Die Familie findet Trost im Park
Für die Eltern der Sportlerin hat der Laura-Dahlmeier-Park eine besondere Bedeutung. Mutter Susi Dahlmeier bezeichnete den Ort gegenüber der Nachrichtenagentur dpa als "den schönsten Friedhof, den es für die Laura gibt". Sie erklärte: "Ich glaube, das ist der schönste Friedhof, den es für die Laura gibt, verschmolzen mit dem Herzen der Berge. Das war sie und das ist sie."
Die Mutter betonte, wie wichtig dieser feste Erinnerungsort für die Gemeinde sei: "Es gibt ja keinen Friedhof, wo man hingehen kann. Sie hat einfach so viele Menschen bewegt und begeistert. Wir haben gemerkt, dass es ganz wichtig ist für die Menschen, dass es einen Ort gibt, wo sie Abschied nehmen können."
Susi Dahlmeier zeigte sich tief gerührt von der Geste der Marktgemeinde: "Ich empfinde es als große Ehre, dass die Marktgemeinde Garmisch-Partenkirchen den Park jetzt praktisch der Laura widmet. Das ist eine unheimlich schöne Geste." Ähnlich hatte sich zuvor bereits Lauras Vater Andreas Dahlmeier geäußert, der den Park als würdigen Erinnerungsort für seine Tochter ansieht.

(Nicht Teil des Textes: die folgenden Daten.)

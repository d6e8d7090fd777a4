pub mod attendance;
pub mod employee;

pub use attendance::{AttendanceRecord, EvidenceBundle, GeoFix, RecordType};
pub use employee::Employee;
use std::env;
use std::io::{self, Write};
use std::sync::Arc;

use anyhow::Context;
use dotenvy::dotenv;
use tracing::{info, warn};
use tracing_appender::rolling;

use ponto::api::{AttendanceApi, client::HttpApi};
use ponto::capture::CaptureCoordinator;
use ponto::config::Config;
use ponto::device::{FileCamera, GeoAdapter, HttpGeocoder, StaticLocator};
use ponto::resolver::NextAction;
use ponto::session;
use ponto::workflow::AttendanceWorkflow;

fn prompt(label: &str) -> io::Result<String> {
    print!("{label}: ");
    io::stdout().flush()?;
    let mut value = String::new();
    io::stdin().read_line(&mut value)?;
    Ok(value.trim().to_string())
}

fn credential(var: &str, label: &str) -> anyhow::Result<String> {
    match env::var(var) {
        Ok(value) if !value.is_empty() => Ok(value),
        _ => prompt(label).context("failed to read credentials"),
    }
}

#[tokio::main]
async fn main() -> anyhow::Result<()> {
    dotenv().ok();

    let config = Config::from_env();

    // Rolling daily log
    let file_appender = rolling::daily("logs", "ponto.log");
    let (non_blocking, _guard) = tracing_appender::non_blocking(file_appender);

    tracing_subscriber::fmt()
        .with_writer(non_blocking)
        .with_max_level(tracing::Level::DEBUG)
        .with_ansi(false)
        .with_target(false)
        .with_level(true)
        .init();

    info!("Cliente de ponto iniciando...");

    let matricula = credential("MATRICULA", "Matrícula do funcionário")?;
    let senha = credential("SENHA", "Senha")?;

    let api: Arc<dyn AttendanceApi> = Arc::new(HttpApi::new(&config)?);

    let session = match session::login(api.as_ref(), &matricula, &senha).await {
        Ok(session) => session,
        Err(e) => {
            warn!(error = %e, "login failed");
            println!("{}", e.user_message("Erro no login"));
            return Ok(());
        }
    };

    println!("Bem-vindo(a), {}", session.employee().nome);

    let mut workflow =
        AttendanceWorkflow::load(api.clone(), session, config.post_submit_route.clone()).await;

    match workflow.next_action() {
        NextAction::Exhausted => {
            println!("Entrada e saída já registradas hoje");
            return Ok(());
        }
        action => println!("Próximo registro: {}", action.display_type()),
    }

    let geocoder = HttpGeocoder::new(&config.geocoder_url)?;
    let coordinator = CaptureCoordinator::new(
        Arc::new(FileCamera::new(&config.photo_path)),
        GeoAdapter::new(
            Arc::new(StaticLocator::new(config.latitude, config.longitude)),
            Arc::new(geocoder),
        ),
        config.photo_quality,
    );

    let bundle = match coordinator.capture().await {
        Ok(bundle) => bundle,
        Err(e) => {
            warn!(error = %e, "capture failed");
            println!("{}", e.user_message("Falha na captura"));
            return Ok(());
        }
    };

    if let Some(address) = &bundle.address {
        println!("Local: {address}");
    }
    workflow.attach_bundle(bundle);

    if let Ok(motivo) = env::var("MOTIVO") {
        workflow.set_justify(true);
        workflow.set_motive(motivo);
    }

    match workflow.submit().await {
        Ok(outcome) => {
            println!("{}", outcome.message);
            if let Some(route) = outcome.navigate_to {
                info!(route, "post-submit navigation");
            }
        }
        Err(e) => {
            warn!(error = %e, "submission failed");
            println!("{}", e.user_message("Falha ao registrar presença"));
        }
    }

    Ok(())
}
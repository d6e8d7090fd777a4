use serde::{Deserialize, Serialize};

/// Employee identity as owned by the remote service. The client holds a
/// read-only copy for the lifetime of one session.
#[derive(Debug, Clone, Serialize, Deserialize)]
pub struct Employee {
    pub id: u64,
    pub matricula: String,
    pub nome: String,
}
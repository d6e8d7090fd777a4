use dotenvy::dotenv;
use std::env;

#[derive(Clone)]
pub struct Config {
    /// Base URL of the attendance service, e.g. http://192.168.2.105:3333
    pub backend_url: String,
    pub connect_timeout_secs: u64,
    pub request_timeout_secs: u64,

    // Capture
    pub photo_quality: f32,
    pub photo_path: String,
    pub latitude: Option<f64>,
    pub longitude: Option<f64>,

    /// Reverse geocoding endpoint (Nominatim-compatible).
    pub geocoder_url: String,

    /// Route the UI should move to after a successful submission, if any.
    pub post_submit_route: Option<String>,
}

impl Config {
    pub fn from_env() -> Self {
        dotenv().ok();

        Self {
            backend_url: env::var("BACKEND_URL").expect("BACKEND_URL must be set"),
            connect_timeout_secs: env::var("CONNECT_TIMEOUT_SECS")
                .unwrap_or_else(|_| "15".to_string())
                .parse()
                .unwrap(),
            request_timeout_secs: env::var("REQUEST_TIMEOUT_SECS")
                .unwrap_or_else(|_| "60".to_string())
                .parse()
                .unwrap(),

            photo_quality: env::var("PHOTO_QUALITY")
                .unwrap_or_else(|_| "0.5".to_string())
                .parse()
                .unwrap(),
            photo_path: env::var("PHOTO_PATH").unwrap_or_else(|_| "foto.jpg".to_string()),
            latitude: env::var("LATITUDE").ok().map(|v| v.parse().unwrap()),
            longitude: env::var("LONGITUDE").ok().map(|v| v.parse().unwrap()),

            geocoder_url: env::var("GEOCODER_URL")
                .unwrap_or_else(|_| "https://nominatim.openstreetmap.org/reverse".to_string()),

            post_submit_route: env::var("POST_SUBMIT_ROUTE").ok(),
        }
    }
}
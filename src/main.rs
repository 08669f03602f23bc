mod admin;
mod auth;
mod configuration;
mod driver;
mod error;
mod eta;
mod geo;
mod location;
mod profile;
mod progress;
mod route;
mod schedule;
mod stops;
mod store;
mod web;

use std::sync::Arc;

use anyhow::Context;
use log::info;

use crate::configuration::Configuration;
use crate::store::SqliteStore;
use crate::web::AppData;

fn main() -> anyhow::Result<()> {
    dotenvy::dotenv().ok();
    env_logger::init();

    let config = Configuration::from_env();
    let store = SqliteStore::open(&config.database_path)
        .with_context(|| format!("opening database at {}", config.database_path))?;
    auth::ensure_admin_user(&store, &config).context("seeding admin account")?;
    info!("database ready at {}", config.database_path);

    let ad = Arc::new(AppData { store, config });

    let rt = tokio::runtime::Runtime::new()?;
    rt.spawn(location::run_retention_sweep(ad.clone()));
    rt.block_on(web::main(ad));
    Ok(())
}
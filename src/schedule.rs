//! Resolving scheduled trip start times against the wall clock.
//!
//! Start times are stored as a recurring time of day with no date attached.
//! A repetition that began late in the evening is routinely still being
//! queried after midnight, so resolution anchors the time of day to today
//! and steps back one day whenever that lands in the future.

use chrono::{Duration, NaiveDateTime, NaiveTime};

/// Parse a stored start time literal. Accepts `HH:MM:SS` and `HH:MM`.
pub fn parse_start_time(literal: &str) -> Option<NaiveTime> {
    NaiveTime::parse_from_str(literal, "%H:%M:%S")
        .or_else(|_| NaiveTime::parse_from_str(literal, "%H:%M"))
        .ok()
}

/// Canonical storage form of a start time.
pub fn format_start_time(time: NaiveTime) -> String {
    time.format("%H:%M:%S").to_string()
}

/// Anchor a scheduled time of day to an absolute instant.
///
/// The time of day is combined with today's date; if that instant is still
/// ahead of `now`, the trip is taken to have started yesterday. The rule is
/// applied unconditionally, so a trip that genuinely has not started yet
/// today also resolves to yesterday.
pub fn resolve_start_instant(start: NaiveTime, now: NaiveDateTime) -> NaiveDateTime {
    let mut resolved = now.date().and_time(start);
    if resolved > now {
        resolved -= Duration::days(1);
    }
    resolved
}

/// Scheduled arrival instant for a stop `offset_minutes` into the trip.
pub fn stop_instant(start: NaiveDateTime, offset_minutes: f64) -> NaiveDateTime {
    start + Duration::seconds((offset_minutes * 60.0) as i64)
}

/// Whole minutes from `now` until `target`, rounded to nearest. Negative when
/// the target has passed.
pub fn minutes_until(target: NaiveDateTime, now: NaiveDateTime) -> i64 {
    let secs = (target - now).num_seconds();
    (secs as f64 / 60.0).round() as i64
}

/// `HH:MM` rendering used everywhere a stop time is shown to a rider.
pub fn format_hhmm(instant: NaiveDateTime) -> String {
    instant.format("%H:%M").to_string()
}

#[cfg(test)]
mod tests {
    use super::*;
    use chrono::NaiveDate;

    fn at(y: i32, m: u32, d: u32, hh: u32, mm: u32) -> NaiveDateTime {
        NaiveDate::from_ymd_opt(y, m, d)
            .unwrap()
            .and_hms_opt(hh, mm, 0)
            .unwrap()
    }

    #[test]
    fn parses_both_literal_forms() {
        assert_eq!(
            parse_start_time("08:30:00"),
            NaiveTime::from_hms_opt(8, 30, 0)
        );
        assert_eq!(parse_start_time("08:30"), NaiveTime::from_hms_opt(8, 30, 0));
        assert_eq!(parse_start_time("25:00:00"), None);
        assert_eq!(parse_start_time("eight"), None);
    }

    #[test]
    fn start_earlier_today_stays_today() {
        let now = at(2024, 3, 12, 14, 0);
        let start = NaiveTime::from_hms_opt(8, 0, 0).unwrap();
        assert_eq!(resolve_start_instant(start, now), at(2024, 3, 12, 8, 0));
    }

    #[test]
    fn evening_start_queried_after_midnight_resolves_to_yesterday() {
        let now = at(2024, 3, 12, 0, 15);
        let start = NaiveTime::from_hms_opt(23, 30, 0).unwrap();
        assert_eq!(resolve_start_instant(start, now), at(2024, 3, 11, 23, 30));
    }

    #[test]
    fn not_yet_started_morning_trip_also_resolves_to_yesterday() {
        // The adjustment is unconditional: a 6 AM query of an 8 AM schedule
        // classifies the trip as having started yesterday.
        let now = at(2024, 3, 12, 6, 0);
        let start = NaiveTime::from_hms_opt(8, 0, 0).unwrap();
        assert_eq!(resolve_start_instant(start, now), at(2024, 3, 11, 8, 0));
    }

    #[test]
    fn stop_instants_and_rounding() {
        let start = at(2024, 3, 12, 8, 0);
        assert_eq!(stop_instant(start, 10.0), at(2024, 3, 12, 8, 10));
        assert_eq!(format_hhmm(stop_instant(start, 20.0)), "08:20");

        let now = at(2024, 3, 12, 8, 0);
        assert_eq!(minutes_until(at(2024, 3, 12, 8, 10), now), 10);
        assert_eq!(minutes_until(at(2024, 3, 12, 7, 50), now), -10);
        // 90 seconds away rounds to 2 minutes.
        let soon = start + Duration::seconds(90);
        assert_eq!(minutes_until(soon, now), 2);
    }
}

Ein dauerhaftes Vermächtnis
Der Laura-Dahlmeier-Park wird künftig nicht nur als grüne Oase in Partenkirchen dienen, sondern auch als lebendiges Denkmal für eine Sportlerin, die weit über ihre sportlichen Erfolge hinaus Menschen berührt hat. Mit der feierlichen Umbenennung schafft Garmisch-Partenkirchen einen Ort, an dem Fans, Freunde und Familie der verstorbenen Biathletin gedenken können – ein Ort, der die Erinnerung an Laura Dahlmeier für kommende Generationen bewahren soll.
Die Einweihungsfeierlichkeiten markieren den Abschluss einer langen Trauerphase für die Gemeinde und gleichzeitig den Beginn eines neuen Kapitels, in dem die Erinnerung an die außergewöhnliche Sportlerin einen festen Platz im Herzen der Stadt erhält.